MORNING MEETING: Businesses welcome fall in inflation but wary of wobbling eurozone
LOW inflation is generally a good thing and for years the policymakers’ main concern has been ensuring it does not race away.
The Bank of England governor must write a letter of explanation to the Chancellor if inflation is more than one percentage point either side of the Government-set target of 2 per cent.
In the recent past, mail from Threadneedle Street to 11 Downing Street has been triggered by inflation rising above 3 per cent but the way things are going the delivery van could be dispatched when it drops below 1 per cent.
Yesterday’s fall in the Consumer Price Index to 1.2 per cent will be broadly welcomed by policymakers, households and businesses.
But ultra-low inflation can also be dangerous and leave an economy in the doldrums.
The eurozone is teetering on the brink of such a situation and the risk is it will infect the UK which is why some analysts think UK interest rates will now stay on hold until November 2015.
WHATEVER the problems the global economy has gone through demand for luxury goods has appeared insatiable.
But the appetite for opulence is waning, as Burberry and Mulberry reported yesterday.
Weaker foreign demand and the strong pound are having an effect on both firms while Mulberry has also to overcome the self-inflicted problem of moving too far upmarket.
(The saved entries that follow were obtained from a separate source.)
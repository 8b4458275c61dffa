// server/src/services/cloudinary.rs

//! `ImageUploader` backed by Cloudinary's signed upload API.

use crate::config::CloudinaryConfig;
use async_trait::async_trait;
use catalog_core::{ImageUploader, UploadError, UploadedImage};
use chrono::Utc;
use reqwest::multipart::{Form, Part};
use serde::Deserialize;
use sha1::{Digest, Sha1};
use std::path::Path;
use tracing::{info, instrument, warn};

pub const DEFAULT_API_BASE: &str = "https://api.cloudinary.com";

#[derive(Debug, Deserialize)]
struct UploadResponse {
  secure_url: String,
  public_id: String,
}

#[derive(Debug, Deserialize)]
struct ErrorResponse {
  error: ErrorDetail,
}

#[derive(Debug, Deserialize)]
struct ErrorDetail {
  message: String,
}

/// Signs request parameters the way Cloudinary expects: `key=value` pairs
/// sorted by key, joined with `&`, followed by the API secret, SHA-1, hex.
pub fn sign_params(params: &[(&str, &str)], api_secret: &str) -> String {
  let mut sorted: Vec<&(&str, &str)> = params.iter().collect();
  sorted.sort_by(|a, b| a.0.cmp(b.0));
  let to_sign = sorted
    .iter()
    .map(|(k, v)| format!("{}={}", k, v))
    .collect::<Vec<_>>()
    .join("&");

  let mut hasher = Sha1::new();
  hasher.update(to_sign.as_bytes());
  hasher.update(api_secret.as_bytes());
  hasher.finalize().iter().map(|b| format!("{:02x}", b)).collect()
}

pub struct CloudinaryUploader {
  client: reqwest::Client,
  config: CloudinaryConfig,
  api_base: String,
}

impl CloudinaryUploader {
  pub fn new(client: reqwest::Client, config: CloudinaryConfig) -> Self {
    if !config.is_complete() {
      warn!("Cloudinary credentials are incomplete; image uploads will fail until they are set.");
    }
    Self {
      client,
      config,
      api_base: DEFAULT_API_BASE.to_string(),
    }
  }

  /// Points the uploader at another API host (a proxy or a local stand-in).
  pub fn with_api_base(mut self, api_base: impl Into<String>) -> Self {
    self.api_base = api_base.into();
    self
  }

  fn credentials(&self) -> Result<(&str, &str, &str), UploadError> {
    match (&self.config.cloud_name, &self.config.api_key, &self.config.api_secret) {
      (Some(cloud_name), Some(api_key), Some(api_secret)) => {
        Ok((cloud_name.as_str(), api_key.as_str(), api_secret.as_str()))
      }
      _ => Err(UploadError::NotConfigured(
        "CLOUDINARY_CLOUD_NAME, CLOUDINARY_API_KEY and CLOUDINARY_API_SECRET must all be set".to_string(),
      )),
    }
  }

  fn upload_url(&self, cloud_name: &str) -> String {
    format!("{}/v1_1/{}/image/upload", self.api_base.trim_end_matches('/'), cloud_name)
  }
}

#[async_trait]
impl ImageUploader for CloudinaryUploader {
  #[instrument(name = "CloudinaryUploader::upload", skip(self), fields(path = %path.display()), err(Display))]
  async fn upload(&self, path: &Path) -> Result<UploadedImage, UploadError> {
    let (cloud_name, api_key, api_secret) = self.credentials()?;

    let bytes = tokio::fs::read(path).await.map_err(|source| UploadError::Io {
      path: path.to_path_buf(),
      source,
    })?;
    let file_name = path
      .file_name()
      .map(|n| n.to_string_lossy().into_owned())
      .unwrap_or_else(|| "upload".to_string());

    let timestamp = Utc::now().timestamp().to_string();
    let signature = sign_params(&[("timestamp", timestamp.as_str())], api_secret);

    let form = Form::new()
      .text("api_key", api_key.to_string())
      .text("timestamp", timestamp)
      .text("signature", signature)
      .part("file", Part::bytes(bytes).file_name(file_name));

    let response = self
      .client
      .post(self.upload_url(cloud_name))
      .multipart(form)
      .send()
      .await
      .map_err(|e| UploadError::Transport { source: e.into() })?;

    let status = response.status();
    if !status.is_success() {
      let body = response.text().await.unwrap_or_default();
      let message = serde_json::from_str::<ErrorResponse>(&body)
        .map(|e| e.error.message)
        .unwrap_or(body);
      return Err(UploadError::Rejected {
        status: status.as_u16(),
        message,
      });
    }

    let uploaded: UploadResponse = response
      .json()
      .await
      .map_err(|e| UploadError::Transport { source: e.into() })?;
    info!(public_id = %uploaded.public_id, "Image stored in Cloudinary.");

    Ok(UploadedImage {
      url: uploaded.secure_url,
      public_id: uploaded.public_id,
    })
  }
}
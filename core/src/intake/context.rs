// core/src/intake/context.rs

//! Data carried through one intake pipeline run.

use crate::ports::UploadedImage;
use crate::product::{NewProduct, Product};
use crate::validation::{ImageSet, ProductForm};
use std::path::PathBuf;

/// Which intake variant is running, with the received local files.
#[derive(Debug, Clone, PartialEq, Eq)]
pub enum IntakeFiles {
  /// Zero or more files, stored in `multipleImages` in this order.
  Multiple(Vec<PathBuf>),
  /// Exactly one file, stored in `image`.
  Single(PathBuf),
}

impl IntakeFiles {
  pub fn paths(&self) -> Vec<PathBuf> {
    match self {
      IntakeFiles::Multiple(paths) => paths.clone(),
      IntakeFiles::Single(path) => vec![path.clone()],
    }
  }
}

#[derive(Debug, Clone)]
pub struct IntakeCtxData {
  pub form: ProductForm,
  pub files: IntakeFiles,
  /// Filled by `upload_images`, in the same order as `files`.
  pub uploaded: Vec<UploadedImage>,
  /// Filled by `build_record`.
  pub new_product: Option<NewProduct>,
  /// Filled by `persist_record`.
  pub product: Option<Product>,
}

impl IntakeCtxData {
  pub fn new(form: ProductForm, files: IntakeFiles) -> Self {
    Self {
      form,
      files,
      uploaded: Vec::new(),
      new_product: None,
      product: None,
    }
  }

  pub fn uploaded_urls(&self) -> Vec<String> {
    self.uploaded.iter().map(|u| u.url.clone()).collect()
  }

  /// Places the uploaded URLs on the record according to the intake variant.
  pub fn image_set(&self) -> Option<ImageSet> {
    match self.files {
      IntakeFiles::Multiple(_) => Some(ImageSet::Multiple(self.uploaded_urls())),
      IntakeFiles::Single(_) => self.uploaded.first().map(|u| ImageSet::Single(u.url.clone())),
    }
  }
}
// server/src/db/mod.rs

pub mod product_store;

pub use product_store::PgProductStore;
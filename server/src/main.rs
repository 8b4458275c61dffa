// server/src/main.rs

use actix_cors::Cors;
use actix_web::{web, App, HttpServer};
use anyhow::Context;
use catalog_server::config::AppConfig;
use catalog_server::telemetry::init_tracing;
use catalog_server::{build_app_state, web::configure_app_routes};
use std::sync::Arc;

#[actix_web::main]
async fn main() -> anyhow::Result<()> {
  let app_config = Arc::new(AppConfig::from_env().context("Failed to load application configuration")?);
  init_tracing(app_config.log_format);
  tracing::info!("Starting product catalog server...");

  let app_state = build_app_state(app_config.clone())
    .await
    .context("Failed to initialise application state")?;

  let server_address = format!("{}:{}", app_config.server_host, app_config.server_port);
  tracing::info!("Attempting to bind server to {}...", server_address);

  let upload_dir = app_config.upload_dir.clone();
  HttpServer::new(move || {
    App::new()
      .app_data(web::Data::new(app_state.clone()))
      .wrap(Cors::permissive())
      .wrap(tracing_actix_web::TracingLogger::default())
      .configure(|cfg| configure_app_routes(cfg, &upload_dir))
  })
  .bind(&server_address)
  .with_context(|| format!("Failed to bind {}", server_address))?
  .run()
  .await?;

  Ok(())
}
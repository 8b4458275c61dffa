// server/src/web/multipart.rs

//! Reads a product multipart body: text fields go into a `ProductForm`, file
//! parts are spooled to the upload directory under unique names.

use crate::errors::{AppError, Result};
use actix_multipart::{Field, Multipart};
use catalog_core::ProductForm;
use chrono::Utc;
use futures_util::TryStreamExt;
use std::path::{Path, PathBuf};
use tokio::io::AsyncWriteExt;
use tracing::{debug, info, instrument};
use uuid::Uuid;

/// File field of the multi-image intake.
pub const MULTI_IMAGE_FIELD: &str = "photos[]";
/// File field of the single-image intake.
pub const SINGLE_IMAGE_FIELD: &str = "avatar";

const MAX_TEXT_FIELD_BYTES: usize = 1024 * 1024;
const MAX_EXTENSION_CHARS: usize = 10;

#[derive(Debug, Clone)]
pub struct SpooledFile {
  pub path: PathBuf,
  pub original_name: String,
  pub size: u64,
}

#[derive(Debug, Default)]
pub struct ReceivedUpload {
  pub form: ProductForm,
  /// In the order the parts appeared in the body.
  pub files: Vec<SpooledFile>,
}

impl ReceivedUpload {
  pub fn paths(&self) -> Vec<PathBuf> {
    self.files.iter().map(|f| f.path.clone()).collect()
  }
}

/// Drains the multipart stream. A file part under any name other than
/// `file_field` is a bad request; unknown text fields are dropped.
#[instrument(name = "multipart::receive", skip(payload), fields(upload_dir = %upload_dir.display()))]
pub async fn receive_product_upload(
  mut payload: Multipart,
  upload_dir: &Path,
  file_field: &str,
) -> Result<ReceivedUpload> {
  let mut received = ReceivedUpload::default();

  while let Some(mut field) = payload.try_next().await? {
    let field_name = field.name().unwrap_or_default().to_string();
    let file_name = field
      .content_disposition()
      .and_then(|cd| cd.get_filename())
      .map(str::to_string);

    match file_name {
      Some(original_name) => {
        if field_name != file_field {
          return Err(AppError::BadRequest(format!(
            "Unexpected file field '{}', expected '{}'",
            field_name, file_field
          )));
        }
        let spooled = spool_file(&mut field, upload_dir, &original_name).await?;
        info!(
          original_name = %spooled.original_name,
          path = %spooled.path.display(),
          size = spooled.size,
          "File received."
        );
        received.files.push(spooled);
      }
      None => {
        let value = read_text(&mut field, &field_name).await?;
        if !received.form.set_field(&field_name, value) {
          debug!(field = %field_name, "Ignoring unknown form field.");
        }
      }
    }
  }

  Ok(received)
}

async fn read_text(field: &mut Field, field_name: &str) -> Result<String> {
  let mut buf = Vec::new();
  while let Some(chunk) = field.try_next().await? {
    if buf.len() + chunk.len() > MAX_TEXT_FIELD_BYTES {
      return Err(AppError::BadRequest(format!("Field '{}' is too large", field_name)));
    }
    buf.extend_from_slice(&chunk);
  }
  String::from_utf8(buf).map_err(|_| AppError::BadRequest(format!("Field '{}' is not valid UTF-8", field_name)))
}

async fn spool_file(field: &mut Field, upload_dir: &Path, original_name: &str) -> Result<SpooledFile> {
  let path = upload_dir.join(spool_name(original_name));
  let mut file = tokio::fs::File::create(&path).await?;
  let mut size = 0u64;
  while let Some(chunk) = field.try_next().await? {
    size += chunk.len() as u64;
    file.write_all(&chunk).await?;
  }
  file.flush().await?;

  Ok(SpooledFile {
    path,
    original_name: original_name.to_string(),
    size,
  })
}

/// `{unix millis}-{uuid}{.ext}`. Only a short alphanumeric extension of the
/// client's filename survives; the rest never touches the filesystem.
fn spool_name(original_name: &str) -> String {
  let extension = Path::new(original_name)
    .extension()
    .and_then(|e| e.to_str())
    .filter(|e| !e.is_empty() && e.len() <= MAX_EXTENSION_CHARS && e.chars().all(|c| c.is_ascii_alphanumeric()))
    .map(|e| format!(".{}", e.to_ascii_lowercase()))
    .unwrap_or_default();
  format!("{}-{}{}", Utc::now().timestamp_millis(), Uuid::new_v4().simple(), extension)
}

#[cfg(test)]
mod tests {
  use super::*;

  #[test]
  fn spool_name_keeps_a_clean_extension() {
    let name = spool_name("Rice Bag.JPG");
    assert!(name.ends_with(".jpg"));
    assert!(!name.contains(' '));
  }

  #[test]
  fn spool_name_drops_suspicious_extensions() {
    assert!(!spool_name("../../etc/passwd").contains('/'));
    assert!(!spool_name("photo.j/pg").contains('/'));
    assert!(!spool_name("noext").contains('.'));
  }

  #[test]
  fn spool_names_are_unique() {
    assert_ne!(spool_name("a.png"), spool_name("a.png"));
  }
}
Jimmy Choo and its City advisers must be watching nervously as the luxury shoe maker prepares for its stock market listing.
THE so-called “Double Irish” tax loophole that allowed multinational firms based in Ireland to save billions of pounds in tax is to be phased out.
It allowed profits collected at one Irish subsidiary to be transferred to another in a tax haven.
Such opaque measures not only distort international markets they leave Irish taxpayers out of pocket.
And there is no need for them when Ireland already offers among the most attractive corporate tax rates in the world.